Yes, but only in the sense of die-cutting or blanking thin PEEK sheet and film into flat parts, not in the sense of cold-forming a three-dimensional shape. Blanking PEEK film and thin sheet, from a few thousandths up to roughly 1/16 inch thick, into washers, shims, gaskets, insulators, and seals is a real, common, and cost-effective process at volume, using steel-rule or matched-metal dies. This is pure shearing: the die cuts a flat profile from flat stock and the part stays flat. What you cannot do is cold-stamp PEEK into a bent, drawn, or deep-formed 3D part, because PEEK is stiff and not ductile enough at room temperature, so it crazes and cracks rather than folding. If you need a formed thin feature, that is thermoforming above PEEK's glass transition, a different process, and for thick or precise 3D parts, PEEK is machined from rod or plate or injection molded. So PEEK stamping is real for flat die-cut parts and not real for cold-formed shapes.

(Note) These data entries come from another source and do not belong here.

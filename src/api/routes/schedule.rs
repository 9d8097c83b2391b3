//! Deferred request handlers.

use super::{DownloadRequest, MessageResponse};
use crate::Result;
use crate::api::AppState;
use crate::types::ScheduledRequest;
use axum::{Json, extract::State, extract::rejection::JsonRejection};

/// POST /schedule - Store a request for later processing
#[utoipa::path(
    post,
    path = "/schedule",
    tag = "schedule",
    request_body = DownloadRequest,
    responses(
        (status = 200, description = "Request stored", body = MessageResponse),
        (status = 400, description = "Invalid request", body = crate::error::ApiError),
        (status = 500, description = "Internal server error", body = crate::error::ApiError)
    )
)]
pub async fn schedule_request(
    State(state): State<AppState>,
    payload: std::result::Result<Json<DownloadRequest>, JsonRejection>,
) -> Result<Json<MessageResponse>> {
    let Json(body) = payload?;
    let request = body.into_record()?;

    state.enqueuer.schedule(&request).await?;
    Ok(Json(MessageResponse::new("Request scheduled.")))
}

/// GET /schedule - List stored requests, options withheld
#[utoipa::path(
    get,
    path = "/schedule",
    tag = "schedule",
    responses(
        (status = 200, description = "Stored requests, oldest first", body = Vec<ScheduledRequest>),
        (status = 500, description = "Internal server error", body = crate::error::ApiError)
    )
)]
pub async fn list_scheduled(State(state): State<AppState>) -> Result<Json<Vec<ScheduledRequest>>> {
    Ok(Json(state.enqueuer.scheduled().await?))
}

PEEK is a semicrystalline engineering thermoplastic that is stiff and strong but not ductile enough at room temperature to be cold-bent or drawn into a shape without cracking. Its glass transition temperature is around 143°C, and below that it behaves in a glassy, rigid way; forcing a cold bend or draw causes crazing and fracture rather than the plastic flow that sheet metal undergoes. Metals deform by dislocation slip and can take large permanent strains cold, whereas PEEK's polymer chains do not rearrange that way until heated above the glass transition. So to form PEEK you heat the sheet above roughly 143°C and thermoform it over a tool, holding it as it cools to lock in the shape, which is limited to thin sheet and gentle geometries. For three-dimensional or thick parts the practical methods are CNC machining from rod and plate, or injection molding for high-volume complex shapes. Cold stamping a formed PEEK part is not viable; only flat die-cutting works cold.

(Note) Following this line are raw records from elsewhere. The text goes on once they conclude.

//! Hash records: string fields under one key, with an optional expiry.

use crate::error::DatabaseError;
use crate::types::Fields;
use crate::{Error, Result};
use sqlx::SqliteConnection;
use std::time::Duration;

use super::{Database, unix_now};

fn expiry_after(now: i64, ttl: Duration) -> i64 {
    now.saturating_add(i64::try_from(ttl.as_secs()).unwrap_or(i64::MAX))
}

fn decode_fields(key: &str, raw: &str) -> Result<Fields> {
    serde_json::from_str(raw).map_err(|e| {
        Error::Database(DatabaseError::CorruptRecord {
            key: key.to_string(),
            reason: e.to_string(),
        })
    })
}

/// Live fields and expiry of `key`; expired rows read as missing
async fn read_fields(
    conn: &mut SqliteConnection,
    key: &str,
    now: i64,
) -> Result<Option<(Fields, Option<i64>)>> {
    let row: Option<(String, Option<i64>)> = sqlx::query_as(
        r#"
        SELECT fields, expires_at FROM job_records
        WHERE key = ? AND (expires_at IS NULL OR expires_at > ?)
        "#,
    )
    .bind(key)
    .bind(now)
    .fetch_optional(&mut *conn)
    .await
    .map_err(|e| {
        Error::Database(DatabaseError::QueryFailed(format!(
            "Failed to read record {}: {}",
            key, e
        )))
    })?;

    match row {
        Some((raw, expires_at)) => Ok(Some((decode_fields(key, &raw)?, expires_at))),
        None => Ok(None),
    }
}

async fn write_fields(
    conn: &mut SqliteConnection,
    key: &str,
    fields: &Fields,
    expires_at: Option<i64>,
    now: i64,
) -> Result<()> {
    let raw = serde_json::to_string(fields)?;
    sqlx::query(
        r#"
        INSERT INTO job_records (key, fields, expires_at, updated_at)
        VALUES (?, ?, ?, ?)
        ON CONFLICT(key) DO UPDATE SET
            fields = excluded.fields,
            expires_at = excluded.expires_at,
            updated_at = excluded.updated_at
        "#,
    )
    .bind(key)
    .bind(raw)
    .bind(expires_at)
    .bind(now)
    .execute(&mut *conn)
    .await
    .map_err(|e| {
        Error::Database(DatabaseError::QueryFailed(format!(
            "Failed to write record {}: {}",
            key, e
        )))
    })?;

    Ok(())
}

async fn delete_row(conn: &mut SqliteConnection, key: &str) -> Result<u64> {
    let result = sqlx::query("DELETE FROM job_records WHERE key = ?")
        .bind(key)
        .execute(&mut *conn)
        .await
        .map_err(|e| {
            Error::Database(DatabaseError::QueryFailed(format!(
                "Failed to delete record {}: {}",
                key, e
            )))
        })?;

    Ok(result.rows_affected())
}

/// Merge `extra` onto whatever lives at `old` and `new`, store it at `new`, drop `old`
async fn move_within(
    conn: &mut SqliteConnection,
    old_key: &str,
    new_key: &str,
    extra: &Fields,
    ttl: Duration,
    now: i64,
) -> Result<()> {
    let mut merged = read_fields(conn, old_key, now)
        .await?
        .map(|(fields, _)| fields)
        .unwrap_or_default();

    if old_key != new_key
        && let Some((existing, _)) = read_fields(conn, new_key, now).await?
    {
        // A leftover record at the destination keeps its fields unless overwritten
        for (name, value) in existing {
            merged.entry(name).or_insert(value);
        }
    }

    merged.extend(extra.iter().map(|(k, v)| (k.clone(), v.clone())));
    write_fields(conn, new_key, &merged, Some(expiry_after(now, ttl)), now).await?;

    if old_key != new_key {
        delete_row(conn, old_key).await?;
    }

    Ok(())
}

impl Database {
    /// All fields of a hash; a missing or expired key reads as empty
    pub async fn hash_get_all(&self, key: &str) -> Result<Fields> {
        let mut conn = self.acquire().await?;
        Ok(read_fields(&mut conn, key, unix_now())
            .await?
            .map(|(fields, _)| fields)
            .unwrap_or_default())
    }

    /// Check whether a live record exists at `key`
    pub async fn hash_exists(&self, key: &str) -> Result<bool> {
        let mut conn = self.acquire().await?;
        Ok(read_fields(&mut conn, key, unix_now()).await?.is_some())
    }

    /// Merge fields into a hash, creating it when missing
    ///
    /// An existing expiry is kept; a newly created hash has none.
    pub async fn hash_set(&self, key: &str, fields: &Fields) -> Result<()> {
        let mut conn = self.acquire().await?;
        Self::begin_immediate(&mut conn).await?;

        let result = async {
            let now = unix_now();
            let (mut current, expires_at) = read_fields(&mut conn, key, now)
                .await?
                .unwrap_or_default();
            current.extend(fields.iter().map(|(k, v)| (k.clone(), v.clone())));
            write_fields(&mut conn, key, &current, expires_at, now).await
        }
        .await;

        Self::finish(&mut conn, result).await
    }

    /// Add `delta` to an integer field and return the new value
    ///
    /// A missing field counts as zero. A field holding anything other than an
    /// integer is an error and leaves the record untouched.
    pub async fn hash_incr(&self, key: &str, field: &str, delta: i64) -> Result<i64> {
        let mut conn = self.acquire().await?;
        Self::begin_immediate(&mut conn).await?;

        let result = async {
            let now = unix_now();
            let (mut current, expires_at) = read_fields(&mut conn, key, now)
                .await?
                .unwrap_or_default();

            let value = match current.get(field) {
                Some(raw) => raw.trim().parse::<i64>().map_err(|_| {
                    Error::Database(DatabaseError::CorruptRecord {
                        key: key.to_string(),
                        reason: format!("field {} is not an integer: {:?}", field, raw),
                    })
                })?,
                None => 0,
            };
            let updated = value.saturating_add(delta);
            current.insert(field.to_string(), updated.to_string());
            write_fields(&mut conn, key, &current, expires_at, now).await?;
            Ok::<i64, Error>(updated)
        }
        .await;

        Self::finish(&mut conn, result).await
    }

    /// Set a time-to-live on a live record; returns false when the key doesn't resolve
    pub async fn hash_expire(&self, key: &str, ttl: Duration) -> Result<bool> {
        let now = unix_now();
        let result = sqlx::query(
            r#"
            UPDATE job_records SET expires_at = ?, updated_at = ?
            WHERE key = ? AND (expires_at IS NULL OR expires_at > ?)
            "#,
        )
        .bind(expiry_after(now, ttl))
        .bind(now)
        .bind(key)
        .bind(now)
        .execute(&self.pool)
        .await
        .map_err(|e| {
            Error::Database(DatabaseError::QueryFailed(format!(
                "Failed to set expiry on {}: {}",
                key, e
            )))
        })?;

        Ok(result.rows_affected() > 0)
    }

    /// Delete a record; returns whether a row was removed
    pub async fn delete_key(&self, key: &str) -> Result<bool> {
        let mut conn = self.acquire().await?;
        Ok(delete_row(&mut conn, key).await? > 0)
    }

    /// Live keys starting with `prefix`, in key order
    pub async fn scan_prefix(&self, prefix: &str) -> Result<Vec<String>> {
        sqlx::query_scalar(
            r#"
            SELECT key FROM job_records
            WHERE substr(key, 1, length(?)) = ?
              AND (expires_at IS NULL OR expires_at > ?)
            ORDER BY key
            "#,
        )
        .bind(prefix)
        .bind(prefix)
        .bind(unix_now())
        .fetch_all(&self.pool)
        .await
        .map_err(|e| {
            Error::Database(DatabaseError::QueryFailed(format!(
                "Failed to scan prefix {}: {}",
                prefix, e
            )))
        })
    }

    /// Live records starting with `prefix` together with their fields, in key order
    ///
    /// Records whose fields cannot be decoded are skipped with a warning.
    pub async fn scan_prefix_with_fields(&self, prefix: &str) -> Result<Vec<(String, Fields)>> {
        let rows: Vec<(String, String)> = sqlx::query_as(
            r#"
            SELECT key, fields FROM job_records
            WHERE substr(key, 1, length(?)) = ?
              AND (expires_at IS NULL OR expires_at > ?)
            ORDER BY key
            "#,
        )
        .bind(prefix)
        .bind(prefix)
        .bind(unix_now())
        .fetch_all(&self.pool)
        .await
        .map_err(|e| {
            Error::Database(DatabaseError::QueryFailed(format!(
                "Failed to scan prefix {}: {}",
                prefix, e
            )))
        })?;

        Ok(rows
            .into_iter()
            .filter_map(|(key, raw)| match decode_fields(&key, &raw) {
                Ok(fields) => Some((key, fields)),
                Err(e) => {
                    tracing::warn!(key = %key, error = %e, "skipping unreadable record");
                    None
                }
            })
            .collect())
    }

    /// Physically remove expired records; returns how many were removed
    pub async fn purge_expired(&self) -> Result<u64> {
        let result =
            sqlx::query("DELETE FROM job_records WHERE expires_at IS NOT NULL AND expires_at <= ?")
                .bind(unix_now())
                .execute(&self.pool)
                .await
                .map_err(|e| {
                    Error::Database(DatabaseError::QueryFailed(format!(
                        "Failed to purge expired records: {}",
                        e
                    )))
                })?;

        Ok(result.rows_affected())
    }

    /// Move a record to `new_key`, merging in `extra` and renewing its TTL
    ///
    /// Runs in one transaction, so readers never see the record at both keys.
    /// A missing source reads as empty; when `old_key == new_key` this is a
    /// field merge plus TTL renewal.
    pub async fn move_hash(
        &self,
        old_key: &str,
        new_key: &str,
        extra: &Fields,
        ttl: Duration,
    ) -> Result<()> {
        let mut conn = self.acquire().await?;
        Self::begin_immediate(&mut conn).await?;
        let result = move_within(&mut conn, old_key, new_key, extra, ttl, unix_now()).await;
        Self::finish(&mut conn, result).await
    }

    /// Move a record only if `old_key` still resolves
    ///
    /// Returns false, changing nothing, when another caller moved or deleted
    /// the record first.
    pub async fn claim_hash(
        &self,
        old_key: &str,
        new_key: &str,
        extra: &Fields,
        ttl: Duration,
    ) -> Result<bool> {
        let mut conn = self.acquire().await?;
        Self::begin_immediate(&mut conn).await?;

        let result = async {
            let now = unix_now();
            if read_fields(&mut conn, old_key, now).await?.is_none() {
                return Ok(false);
            }
            move_within(&mut conn, old_key, new_key, extra, ttl, now).await?;
            Ok::<bool, Error>(true)
        }
        .await;

        Self::finish(&mut conn, result).await
    }
}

Fillers improve part properties but make the material harder on tooling. Unfilled PEEK cuts cleanly and is preferred where purity, ductility, and clean edges matter, such as medical and semiconductor insulators. Glass-filled PEEK, commonly 30% glass, is stiffer and more dimensionally stable, but the glass fibers are abrasive and accelerate die wear, dulling cutting edges faster and sometimes producing slightly rougher cut edges. Carbon-filled PEEK adds stiffness, wear resistance, and static dissipation, and is similarly abrasive on tooling. For filled grades in volume production, shops use hardened or carbide-edged dies and plan for more frequent sharpening, since a die that runs unfilled PEEK for a long campaign may need much more maintenance on glass- or carbon-filled stock. Edge quality is generally good when the die is kept sharp, but the abrasiveness is a real cost and lead-time factor. Where filled-grade tolerances or edge finish are very tight, the part may move to laser cutting or machining to avoid the tooling-wear penalty.

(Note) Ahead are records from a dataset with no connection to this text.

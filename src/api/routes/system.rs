//! System handlers: health, OpenAPI.

use crate::api::AppState;
use axum::{Json, extract::State, response::IntoResponse};
use serde_json::json;

/// GET /health - Health check
///
/// Reports the submission queue depth, which also proves the store answers.
#[utoipa::path(
    get,
    path = "/health",
    tag = "system",
    responses(
        (status = 200, description = "Service is healthy"),
        (status = 500, description = "Store unavailable", body = crate::error::ApiError)
    )
)]
pub async fn health_check(State(state): State<AppState>) -> crate::Result<impl IntoResponse> {
    let queued = state.enqueuer.queue_len().await?;
    Ok(Json(json!({
        "status": "ok",
        "version": env!("CARGO_PKG_VERSION"),
        "queued": queued,
        "prober": state.prober.name(),
    })))
}

/// GET /openapi.json - OpenAPI specification
#[utoipa::path(
    get,
    path = "/openapi.json",
    tag = "system",
    responses(
        (status = 200, description = "OpenAPI specification in JSON format")
    )
)]
pub async fn openapi_spec() -> impl IntoResponse {
    use crate::api::openapi::ApiDoc;
    use utoipa::OpenApi;

    Json(ApiDoc::openapi())
}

It depends on volume and geometry. For complex three-dimensional PEEK parts at low to moderate volume, CNC machining from rod or plate is the standard approach; PEEK machines well with sharp carbide tooling, holds tight tolerances, and avoids the high tooling cost of molding, though it is slower per part and generates expensive chips. For high-volume complex parts, injection molding is the right process: PEEK is moldable (it has a melt point near 343°C and needs hot tooling and a high-temperature press), and molding amortizes its significant tool cost over large quantities to give a low per-part price. For thin formed features, thermoforming above the glass transition works on gentle geometry. Flat parts like washers, gaskets, and insulators are die-cut from sheet, which is the closest thing to stamping. So the decision tree is: flat thin parts, die-cut; complex parts low volume, machine; complex parts high volume, injection mold; thin gentle forms, thermoform. Cold stamping a formed shape is not on the list for PEEK.